Think of a reference as an alias. When you invoke something on a reference, you're really invoking it on the object to which the reference refers.

将引用视为别名。当您在引用上调用某些内容时，您实际上是在引用所引用的对象上调用它。

int i;
int& j = i; // j is an alias to i

j = 5; // same as i = 5

When it comes to functions, consider:

说到函数，请考虑：

void foo(int i)
{
    i = 5;
}

Above, int iis a value and the argument passed is passed by value. That means if we say:

上面，int i是一个值，传递的参数是通过value传递的。这意味着如果我们说：

int x = 2;
foo(x);

iwill be a copyof x. Thus setting ito 5 has no effect on x, because it's the copy of xbeing changed. However, if we make ia reference:

i将是一个复制的x。因此设置i为 5 对 没有影响x，因为它是x被更改的副本。但是，如果我们做i一个参考：

void foo(int& i) // i is an alias for a variable
{
    i = 5;
}

Then saying foo(x)no longer makes a copy of x; iisx. So if we say foo(x), inside the function i = 5;is exactly the same as x = 5;, and xchanges.

然后说foo(x)不再制作副本x；i是x。所以如果我们说foo(x), 里面的函数i = 5;和 , 完全一样x = 5;，并且x发生了变化。

Hopefully that clarifies a bit.

希望这能澄清一点。

Why is this important? When you program, you neverwant to copy and paste code. You want to make a function that does one task and it does it well. Whenever that task needs to be performed, you use that function.

为什么这很重要？编程时，您永远不想复制和粘贴代码。你想创建一个函数来完成一项任务并且它做得很好。每当需要执行该任务时，您就可以使用该功能。

So let's say we want to swap two variables. That looks something like this:

所以假设我们想要交换两个变量。看起来像这样：

int x, y;

// swap:
int temp = x; // store the value of x
x = y;        // make x equal to y
y = temp;     // make y equal to the old value of x

Okay, great. We want to make this a function, because: swap(x, y);is much easier to read. So, let's try this:

好的，太好了。我们想让它成为一个函数，因为：swap(x, y);更容易阅读。所以，让我们试试这个：

void swap(int x, int y)
{
    int temp = x;
    x = y;
    y = temp;
}

This won't work! The problem is that this is swapping copiesof two variables. That is:

这行不通！问题在于这是交换两个变量的副本。那是：

int a, b;
swap(a, b); // hm, x and y are copies of a and b...a and b remain unchanged

In C, where references do not exist, the solution was to pass the address of these variables; that is, use pointers*:

在 C 中，引用不存在，解决方案是传递这些变量的地址；也就是说，使用指针*：

void swap(int* x, int* y)
{
    int temp = *x;
    *x = *y;
    *y = temp;
}

int a, b;
swap(&a, &b);

This works well. However, it's a bit clumsy to use, and actually a bit unsafe. swap(nullptr, nullptr), swaps two nothings and dereferences null pointers...undefined behavior!
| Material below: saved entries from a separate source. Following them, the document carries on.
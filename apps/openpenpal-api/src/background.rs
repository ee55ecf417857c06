//! Background runtime: the cron tick loop, the delayed-queue dispatcher,
//! the worker heartbeat, and the gateway health checker. All of them honor
//! the admin pause switch.

use std::sync::atomic::Ordering;
use std::time::Duration;

use async_trait::async_trait;
use chrono::{Duration as ChronoDuration, Utc};
use openpenpal_hierarchy::{leaderboard, LeaderboardScope, TaskRepository};
use openpenpal_letters::{promote_due_letters, LetterRepository};
use openpenpal_scheduler::{
    dispatcher::dispatch_due, parse_cron, sweep_inactive, Runtime, ScheduledTaskRepository,
    TaskHandler, Worker, RETRY_QUEUE,
};
use openpenpal_types::{LetterStatus, ScheduleKind, ScheduledTask, TaskStatus, UserId};
use tracing::{debug, info, warn};
use uuid::Uuid;

use crate::state::AppState;

/// Delayed-queue key admitted signed events land on.
pub const EVENT_QUEUE: &str = "scheduler:events:due";

const QUEUE_TICK: Duration = Duration::from_secs(1);
const HEARTBEAT_INTERVAL_SECS: i64 = 30;

pub fn spawn_all(state: AppState) {
    tokio::spawn(cron_loop(state.clone()));
    tokio::spawn(queue_loop(state.clone()));
    tokio::spawn(heartbeat_loop(state));
}

/// One pass per configured tick: fire every active cron/delayed task whose
/// time has come. The distributed lock inside `Runtime::run_once` keeps a
/// second instance's identical pass from double-executing anything.
async fn cron_loop(state: AppState) {
    let mut tick = tokio::time::interval(state.settings.scheduler_tick());
    loop {
        tick.tick().await;
        if state.scheduler_paused.load(Ordering::Acquire) {
            continue;
        }
        let tasks = match state.scheduled_tasks.list_active().await {
            Ok(tasks) => tasks,
            Err(err) => {
                warn!(%err, "could not list active scheduled tasks");
                continue;
            }
        };
        let mut due: Vec<ScheduledTask> = tasks
            .into_iter()
            .filter(|task| is_due(task, state.settings.scheduler_tick()))
            .collect();
        // Higher priority fires first within a tick.
        due.sort_by(|a, b| b.priority.cmp(&a.priority));
        for task in due {
            run_task(&state, task).await;
        }
    }
}

fn is_due(task: &ScheduledTask, tick: Duration) -> bool {
    let now = Utc::now();
    if !task.is_runnable(now) {
        return false;
    }
    match &task.schedule {
        ScheduleKind::Cron { expression } => {
            // After a first run the runtime persists the computed next fire
            // time; before that, derive it from the last tick window.
            if let Some(next) = task.next_run_at {
                return next <= now;
            }
            let schedule = match parse_cron(expression) {
                Ok(schedule) => schedule,
                Err(err) => {
                    warn!(task_type = %task.task_type, %err, "unparseable cron expression");
                    return false;
                }
            };
            let horizon = now - ChronoDuration::from_std(tick).unwrap_or(ChronoDuration::minutes(1));
            let last = task.last_run_at.unwrap_or(horizon);
            schedule.after(&last).next().map(|next| next <= now).unwrap_or(false)
        }
        ScheduleKind::Delayed { execute_at } => task.last_run_at.is_none() && *execute_at <= now,
        // Event-triggered tasks only run when an admitted event queues them.
        ScheduleKind::EventTriggered => false,
    }
}

async fn run_task(state: &AppState, task: ScheduledTask) {
    // A task canceled or deactivated after being queued still surfaces
    // here; drop it.
    if !task.is_runnable(Utc::now()) {
        debug!(task_type = %task.task_type, "skipping non-runnable task");
        return;
    }
    let Some(handler) = handler_for(state, &task.task_type) else {
        warn!(task_type = %task.task_type, "no handler registered for task type");
        return;
    };
    let runtime = Runtime::new(
        state.cache.as_ref(),
        state.scheduled_tasks.as_ref(),
        state.executions.as_ref(),
    );
    let task_type = task.task_type.clone();
    match runtime.run_once(task, handler.as_ref()).await {
        Ok(outcome) => debug!(task_type, ?outcome, "scheduled task tick finished"),
        Err(err) => warn!(task_type, %err, "scheduled task tick errored"),
    }
}

/// Drains the retry queue and the signed-event queue every second and
/// re-runs the referenced tasks.
async fn queue_loop(state: AppState) {
    let mut tick = tokio::time::interval(QUEUE_TICK);
    loop {
        tick.tick().await;
        if state.scheduler_paused.load(Ordering::Acquire) {
            continue;
        }
        for queue in [RETRY_QUEUE, EVENT_QUEUE] {
            let result = dispatch_due(state.cache.as_ref(), queue, 16, |member| {
                let state = state.clone();
                async move {
                    let Ok(id) = member.parse::<Uuid>() else {
                        warn!(queue, member, "non-uuid member in delayed queue");
                        return;
                    };
                    match state.scheduled_tasks.get(id.into()).await {
                        Ok(task) => run_task(&state, task).await,
                        Err(err) => warn!(queue, %id, %err, "queued task no longer loadable"),
                    }
                }
            })
            .await;
            if let Err(err) = result {
                warn!(queue, %err, "delayed queue dispatch failed");
            }
        }
    }
}

/// Registers this process in the worker registry and keeps its heartbeat
/// fresh; overdue peers are swept inactive.
async fn heartbeat_loop(state: AppState) {
    let worker_id = format!("worker-{}", Uuid::new_v4());
    {
        let mut workers = state.workers.lock().expect("worker registry lock poisoned");
        workers.push(Worker::register(worker_id.clone(), Utc::now(), HEARTBEAT_INTERVAL_SECS));
    }
    info!(worker_id, "worker registered");

    let mut tick = tokio::time::interval(Duration::from_secs(HEARTBEAT_INTERVAL_SECS as u64));
    loop {
        tick.tick().await;
        let now = Utc::now();
        let mut workers = state.workers.lock().expect("worker registry lock poisoned");
        if let Some(own) = workers.iter_mut().find(|w| w.id == worker_id) {
            own.heartbeat(now);
        }
        for flipped in sweep_inactive(&mut workers, now) {
            warn!(worker_id = flipped, "worker marked inactive after missed heartbeats");
        }
    }
}

/// Resolves a task type to its handler. Task types that belong to external
/// collaborators (AI reply, campaign close, archival, prompt generation)
/// log their dispatch; the collaborator is invoked behind its own service
/// boundary and is not part of this core.
pub fn handler_for(state: &AppState, task_type: &str) -> Option<Box<dyn TaskHandler>> {
    let state = state.clone();
    Some(match task_type {
        "future_letter_unlock" => Box::new(FutureLetterUnlock(state)),
        "letter_expiration_sweep" => Box::new(LetterExpirationSweep(state)),
        "task_timeout_check" => Box::new(TaskTimeoutCheck(state)),
        "leaderboard_refresh" => Box::new(LeaderboardRefresh(state)),
        "ai_penpal_reply" | "envelope_submission_close" | "weekly_maintenance" | "daily_inspiration" => {
            Box::new(ExternalDispatch(task_type.to_string()))
        }
        _ => return None,
    })
}

struct FutureLetterUnlock(AppState);

#[async_trait]
impl TaskHandler for FutureLetterUnlock {
    async fn execute(&self, _payload: &serde_json::Value) -> Result<(), String> {
        let report = promote_due_letters(self.0.letters.as_ref(), Utc::now())
            .await
            .map_err(|e| e.to_string())?;
        if report.promoted_count > 0 {
            info!(promoted = report.promoted_count, "future letters released");
        }
        Ok(())
    }
}

struct LetterExpirationSweep(AppState);

#[async_trait]
impl TaskHandler for LetterExpirationSweep {
    async fn execute(&self, _payload: &serde_json::Value) -> Result<(), String> {
        let cutoff = Utc::now() - ChronoDuration::days(7);
        let stale = self.0.letters.stale_drafts(cutoff).await.map_err(|e| e.to_string())?;
        let abandoned = stale.len();
        for mut letter in stale {
            letter.status = LetterStatus::Canceled;
            letter.updated_at = Utc::now();
            self.0.letters.save(&letter).await.map_err(|e| e.to_string())?;
        }
        if abandoned > 0 {
            info!(abandoned, "stale drafts canceled");
        }
        Ok(())
    }
}

struct TaskTimeoutCheck(AppState);

#[async_trait]
impl TaskHandler for TaskTimeoutCheck {
    async fn execute(&self, _payload: &serde_json::Value) -> Result<(), String> {
        let cutoff = Utc::now() - ChronoDuration::hours(48);
        let stalled = self
            .0
            .courier_tasks
            .stale_accepted(cutoff)
            .await
            .map_err(|e| e.to_string())?;

        let system = UserId(Uuid::nil());
        for mut task in stalled {
            task.status = TaskStatus::Available;
            task.assigned_courier_id = None;
            task.accepted_at = None;
            self.0.courier_tasks.save(&task).await.map_err(|e| e.to_string())?;

            // Best effort: hand the task straight to the next best courier.
            let engine = self.0.assignment_engine();
            match engine.assign_auto_hierarchy(task.id, system).await {
                Ok(reassigned) => {
                    info!(task_id = %task.id, courier_id = ?reassigned.assigned_courier_id, "timed-out task reassigned");
                }
                Err(err) => {
                    debug!(task_id = %task.id, %err, "timed-out task returned to the pool");
                }
            }
        }
        Ok(())
    }
}

struct LeaderboardRefresh(AppState);

#[async_trait]
impl TaskHandler for LeaderboardRefresh {
    async fn execute(&self, _payload: &serde_json::Value) -> Result<(), String> {
        let couriers = self.0.couriers.list_approved().await.map_err(|e| e.to_string())?;
        let now = Utc::now();

        let mut boards = vec![leaderboard::build(LeaderboardScope::National, &couriers, now)];
        let mut schools: Vec<String> = couriers
            .iter()
            .filter_map(|c| c.managed_op_code_prefix.get(0..2).map(str::to_string))
            .collect();
        schools.sort();
        schools.dedup();
        for code in schools {
            boards.push(leaderboard::build(LeaderboardScope::School { code }, &couriers, now));
        }

        let count = boards.len();
        *self.0.leaderboards.write().expect("leaderboard lock poisoned") = boards;
        info!(boards = count, "leaderboards refreshed");
        Ok(())
    }
}

/// Task types whose work lives in an external collaborator.
struct ExternalDispatch(String);

#[async_trait]
impl TaskHandler for ExternalDispatch {
    async fn execute(&self, payload: &serde_json::Value) -> Result<(), String> {
        info!(task_type = %self.0, %payload, "dispatched to external collaborator");
        Ok(())
    }
}

#[cfg(test)]
mod tests {
    use super::*;
    use openpenpal_types::ScheduledTaskStatus;

    fn cron_task(expression: &str, last_run_at: Option<chrono::DateTime<Utc>>) -> ScheduledTask {
        ScheduledTask {
            id: openpenpal_types::ScheduledTaskId::new(),
            name: "future letter unlock".to_string(),
            task_type: "future_letter_unlock".to_string(),
            priority: 0,
            schedule: ScheduleKind::Cron { expression: expression.to_string() },
            payload: serde_json::Value::Null,
            timeout_seconds: 60,
            max_retries: 1,
            retry_count: 0,
            run_count: 0,
            failure_count: 0,
            status: ScheduledTaskStatus::Active,
            active: true,
            start_date: Utc::now() - ChronoDuration::days(1),
            end_date: None,
            max_runs: None,
            next_run_at: None,
            last_run_at,
        }
    }

    #[test]
    fn cron_task_is_due_once_its_next_fire_has_passed() {
        // Fires every second; a task last run two minutes ago is overdue.
        let task = cron_task("* * * * * *", Some(Utc::now() - ChronoDuration::minutes(2)));
        assert!(is_due(&task, Duration::from_secs(60)));
    }

    #[test]
    fn cron_task_just_run_is_not_due() {
        // Fires at 03:00 daily; it cannot be due again within the same minute.
        let task = cron_task("0 0 3 * * *", Some(Utc::now()));
        assert!(!is_due(&task, Duration::from_secs(60)));
    }

    #[test]
    fn delayed_task_is_due_only_before_its_first_run() {
        let past = Utc::now() - ChronoDuration::minutes(1);
        let mut task = cron_task("* * * * * *", None);
        task.schedule = ScheduleKind::Delayed { execute_at: past };
        assert!(is_due(&task, Duration::from_secs(60)));
        task.last_run_at = Some(Utc::now());
        assert!(!is_due(&task, Duration::from_secs(60)));
    }

    #[test]
    fn event_triggered_tasks_never_fire_from_the_cron_loop() {
        let mut task = cron_task("* * * * * *", None);
        task.schedule = ScheduleKind::EventTriggered;
        assert!(!is_due(&task, Duration::from_secs(60)));
    }

    #[test]
    fn persisted_next_run_at_takes_precedence() {
        let mut task = cron_task("0 0 3 * * *", Some(Utc::now() - ChronoDuration::days(2)));
        task.next_run_at = Some(Utc::now() + ChronoDuration::hours(1));
        assert!(!is_due(&task, Duration::from_secs(60)));
        task.next_run_at = Some(Utc::now() - ChronoDuration::minutes(1));
        assert!(is_due(&task, Duration::from_secs(60)));
    }

    #[test]
    fn inactive_window_or_spent_run_budget_suppresses_firing() {
        let mut task = cron_task("* * * * * *", Some(Utc::now() - ChronoDuration::minutes(5)));
        task.active = false;
        assert!(!is_due(&task, Duration::from_secs(60)));

        let mut task = cron_task("* * * * * *", Some(Utc::now() - ChronoDuration::minutes(5)));
        task.end_date = Some(Utc::now() - ChronoDuration::hours(1));
        assert!(!is_due(&task, Duration::from_secs(60)));

        let mut task = cron_task("* * * * * *", Some(Utc::now() - ChronoDuration::minutes(5)));
        task.max_runs = Some(10);
        task.run_count = 10;
        assert!(!is_due(&task, Duration::from_secs(60)));
    }
}
//! The seven selection algorithms. Each implements `select` and
//! `update_stats`; `update_stats` is where the stateful algorithms
//! (round robin's counter aside) record what `select` will read next time.

use std::collections::BTreeMap;
use std::sync::atomic::{AtomicUsize, Ordering};
use std::sync::Arc;
use std::time::Duration;

use rand::Rng;

use crate::backend::BackendInstance;

pub trait LoadBalancer: Send + Sync {
    /// `key` is the consistent-hash routing key (e.g. a session or user id);
    /// algorithms that ignore it accept `None` or anything else.
    fn select(&self, instances: &[Arc<BackendInstance>], key: Option<&str>) -> Option<Arc<BackendInstance>>;

    fn update_stats(&self, instance: &BackendInstance, duration: Duration, success: bool) {
        instance.stats.record(duration, success);
    }
}

fn healthy_only(instances: &[Arc<BackendInstance>]) -> Vec<Arc<BackendInstance>> {
    instances.iter().filter(|i| i.is_healthy()).cloned().collect()
}

#[derive(Default)]
pub struct RoundRobin {
    counter: AtomicUsize,
}

impl LoadBalancer for RoundRobin {
    fn select(&self, instances: &[Arc<BackendInstance>], _key: Option<&str>) -> Option<Arc<BackendInstance>> {
        let pool = healthy_only(instances);
        if pool.is_empty() {
            return None;
        }
        let idx = self.counter.fetch_add(1, Ordering::Relaxed) % pool.len();
        Some(pool[idx].clone())
    }
}

/// Smooth weighted round robin (the nginx algorithm): each pick adds its
/// static weight to a running `current_weight`, picks the maximum, then
/// subtracts the total weight from the winner.
#[derive(Default)]
pub struct WeightedRoundRobin;

impl LoadBalancer for WeightedRoundRobin {
    fn select(&self, instances: &[Arc<BackendInstance>], _key: Option<&str>) -> Option<Arc<BackendInstance>> {
        let pool = healthy_only(instances);
        if pool.is_empty() {
            return None;
        }
        let total_weight: i64 = pool.iter().map(|i| i.weight as i64).sum();

        let mut winner: Option<&Arc<BackendInstance>> = None;
        let mut winner_weight = i64::MIN;
        for instance in &pool {
            let updated =
                instance.current_weight.fetch_add(instance.weight as i64, Ordering::Relaxed) + instance.weight as i64;
            if updated > winner_weight {
                winner_weight = updated;
                winner = Some(instance);
            }
        }
        let winner = winner?;
        winner
            .current_weight
            .fetch_sub(total_weight, Ordering::Relaxed);
        Some((*winner).clone())
    }
}

#[derive(Default)]
pub struct LeastConnections;

impl LoadBalancer for LeastConnections {
    fn select(&self, instances: &[Arc<BackendInstance>], _key: Option<&str>) -> Option<Arc<BackendInstance>> {
        healthy_only(instances)
            .into_iter()
            .min_by_key(|i| i.stats.active_connections.load(Ordering::Relaxed))
    }
}

#[derive(Default)]
pub struct LeastResponseTime;

impl LoadBalancer for LeastResponseTime {
    fn select(&self, instances: &[Arc<BackendInstance>], _key: Option<&str>) -> Option<Arc<BackendInstance>> {
        healthy_only(instances)
            .into_iter()
            .min_by(|a, b| {
                let a_response = a.stats.average_response();
                let b_response = b.stats.average_response();
                match (a_response, b_response) {
                    (None, None) => std::cmp::Ordering::Equal,
                    (None, Some(_)) => std::cmp::Ordering::Less,
                    (Some(_), None) => std::cmp::Ordering::Greater,
                    (Some(a), Some(b)) => a.cmp(&b),
                }
            })
    }
}

#[derive(Default)]
pub struct HealthAware;

impl LoadBalancer for HealthAware {
    fn select(&self, instances: &[Arc<BackendInstance>], _key: Option<&str>) -> Option<Arc<BackendInstance>> {
        let pool = healthy_only(instances);
        if pool.is_empty() {
            return None;
        }
        let weighted_scores: Vec<f64> = pool
            .iter()
            .map(|i| i.weight as f64 * i.health_score(load_score(i)))
            .collect();
        let total: f64 = weighted_scores.iter().sum();
        if total <= 0.0 {
            return pool.first().map(|i| (*i).clone());
        }
        let mut target = rand::thread_rng().gen_range(0.0..total);
        for (instance, score) in pool.iter().zip(weighted_scores.iter()) {
            if target < *score {
                return Some((*instance).clone());
            }
            target -= score;
        }
        pool.last().map(|i| (*i).clone())
    }
}

/// Hash ring with 150 virtual nodes per instance. Rebuilt on every call;
/// the instance list changes rarely (health flips don't remove entries from
/// the ring, only from selection) so this stays cheap relative to a network
/// round trip.
#[derive(Default)]
pub struct ConsistentHash;

impl ConsistentHash {
    const VIRTUAL_NODES_PER_INSTANCE: u32 = 150;

    fn hash(input: &str) -> u64 {
        use std::hash::{Hash, Hasher};
        let mut hasher = std::collections::hash_map::DefaultHasher::new();
        input.hash(&mut hasher);
        hasher.finish()
    }
}

impl LoadBalancer for ConsistentHash {
    fn select(&self, instances: &[Arc<BackendInstance>], key: Option<&str>) -> Option<Arc<BackendInstance>> {
        let pool = healthy_only(instances);
        if pool.is_empty() {
            return None;
        }
        let key = key.unwrap_or("");

        let mut ring: BTreeMap<u64, usize> = BTreeMap::new();
        for (idx, instance) in pool.iter().enumerate() {
            for vnode in 0..Self::VIRTUAL_NODES_PER_INSTANCE {
                let point = Self::hash(&format!("{}#{vnode}", instance.host));
                ring.insert(point, idx);
            }
        }

        let hashed_key = Self::hash(key);
        let idx = ring
            .range(hashed_key..)
            .next()
            .or_else(|| ring.iter().next())
            .map(|(_, idx)| *idx)?;
        Some(pool[idx].clone())
    }
}

/// `health_score` adjusted by connection load (the `load_score` term) with
/// no additional recency weighting beyond what `BackendStats`'s EMA already
/// gives the response-time component.
#[derive(Default)]
pub struct Adaptive;

impl LoadBalancer for Adaptive {
    fn select(&self, instances: &[Arc<BackendInstance>], _key: Option<&str>) -> Option<Arc<BackendInstance>> {
        healthy_only(instances)
            .into_iter()
            .max_by(|a, b| {
                let a_score = a.health_score(load_score(a));
                let b_score = b.health_score(load_score(b));
                a_score.partial_cmp(&b_score).unwrap_or(std::cmp::Ordering::Equal)
            })
    }
}

/// `load_score`: inverse of active connections, so a busier instance scores
/// lower in both `health_aware` and `adaptive`.
fn load_score(instance: &BackendInstance) -> f64 {
    let active = instance.stats.active_connections.load(Ordering::Relaxed) as f64;
    1.0 / (1.0 + active)
}

pub fn by_name(name: &str) -> Option<Box<dyn LoadBalancer>> {
    Some(match name {
        "round_robin" => Box::new(RoundRobin::default()),
        "weighted_round_robin" => Box::new(WeightedRoundRobin),
        "least_connections" => Box::new(LeastConnections),
        "least_response_time" => Box::new(LeastResponseTime),
        "health_aware" => Box::new(HealthAware),
        "consistent_hash" => Box::new(ConsistentHash),
        "adaptive" => Box::new(Adaptive),
        _ => return None,
    })
}

#[cfg(test)]
mod tests {
    use super::*;

    fn instances() -> Vec<Arc<BackendInstance>> {
        vec![
            Arc::new(BackendInstance::new("letters", "http://a", 1, "/health")),
            Arc::new(BackendInstance::new("letters", "http://b", 1, "/health")),
        ]
    }

    #[test]
    fn round_robin_cycles_through_all_healthy_instances() {
        let lb = RoundRobin::default();
        let pool = instances();
        let first = lb.select(&pool, None).unwrap();
        let second = lb.select(&pool, None).unwrap();
        assert_ne!(first.host, second.host);
        let third = lb.select(&pool, None).unwrap();
        assert_eq!(first.host, third.host);
    }

    #[test]
    fn round_robin_skips_unhealthy_instances() {
        let lb = RoundRobin::default();
        let pool = instances();
        pool[0].observe_probe(false, 1);
        for _ in 0..5 {
            assert_eq!(lb.select(&pool, None).unwrap().host, "http://b");
        }
    }

    #[test]
    fn weighted_round_robin_favors_higher_weight() {
        let pool = vec![
            Arc::new(BackendInstance::new("letters", "http://heavy", 3, "/health")),
            Arc::new(BackendInstance::new("letters", "http://light", 1, "/health")),
        ];
        let lb = WeightedRoundRobin;
        let mut heavy_picks = 0;
        for _ in 0..8 {
            if lb.select(&pool, None).unwrap().host == "http://heavy" {
                heavy_picks += 1;
            }
        }
        assert_eq!(heavy_picks, 6);
    }

    #[test]
    fn least_connections_picks_the_idlest_instance() {
        let pool = instances();
        pool[0].stats.active_connections.fetch_add(5, Ordering::Relaxed);
        let lb = LeastConnections;
        assert_eq!(lb.select(&pool, None).unwrap().host, "http://b");
    }

    #[test]
    fn least_response_time_prefers_instances_with_no_samples_yet() {
        let pool = instances();
        pool[0].stats.record(Duration::from_millis(50), true);
        let lb = LeastResponseTime;
        assert_eq!(lb.select(&pool, None).unwrap().host, "http://b");
    }

    #[test]
    fn consistent_hash_is_stable_for_the_same_key() {
        let pool = instances();
        let lb = ConsistentHash;
        let first = lb.select(&pool, Some("user-42")).unwrap();
        let second = lb.select(&pool, Some("user-42")).unwrap();
        assert_eq!(first.host, second.host);
    }

    #[test]
    fn no_algorithm_selects_from_an_all_unhealthy_pool() {
        let pool = instances();
        for instance in &pool {
            instance.observe_probe(false, 1);
        }
        for name in ["round_robin", "weighted_round_robin", "least_connections", "least_response_time", "health_aware", "consistent_hash", "adaptive"] {
            let lb = by_name(name).unwrap();
            assert!(lb.select(&pool, Some("k")).is_none(), "{name} should return None");
        }
    }
}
Fixable with some checks:

这很好用。但是，使用起来有点笨拙，实际上有点不安全。swap(nullptr, nullptr), 交换两个空指针并取消引用空指针......未定义的行为！可以通过一些检查修复：

void swap(int* x, int* y)
{
    if (x == nullptr || y == nullptr)
        return; // one is null; this is a meaningless operation

    int temp = *x;
    *x = *y;
    *y = temp;
}

But looks how clumsy our code has gotten. C++ introduces references to solve this problem. If we can just alias a variable, we get the code we were looking for:

但是看起来我们的代码变得多么笨拙。C++ 引入了引用来解决这个问题。如果我们可以给一个变量取别名，我们就会得到我们正在寻找的代码：

void swap(int& x, int& y)
{
    int temp = x;
    x = y;
    y = temp;
}

int a, b;
swap(a, b); // inside, x and y are really a and b

Both easy to use, and safe. (We can't accidentally pass in a null, there are no null references.) This works because the swap happening inside the function is really happening on the variables being aliased outside the function.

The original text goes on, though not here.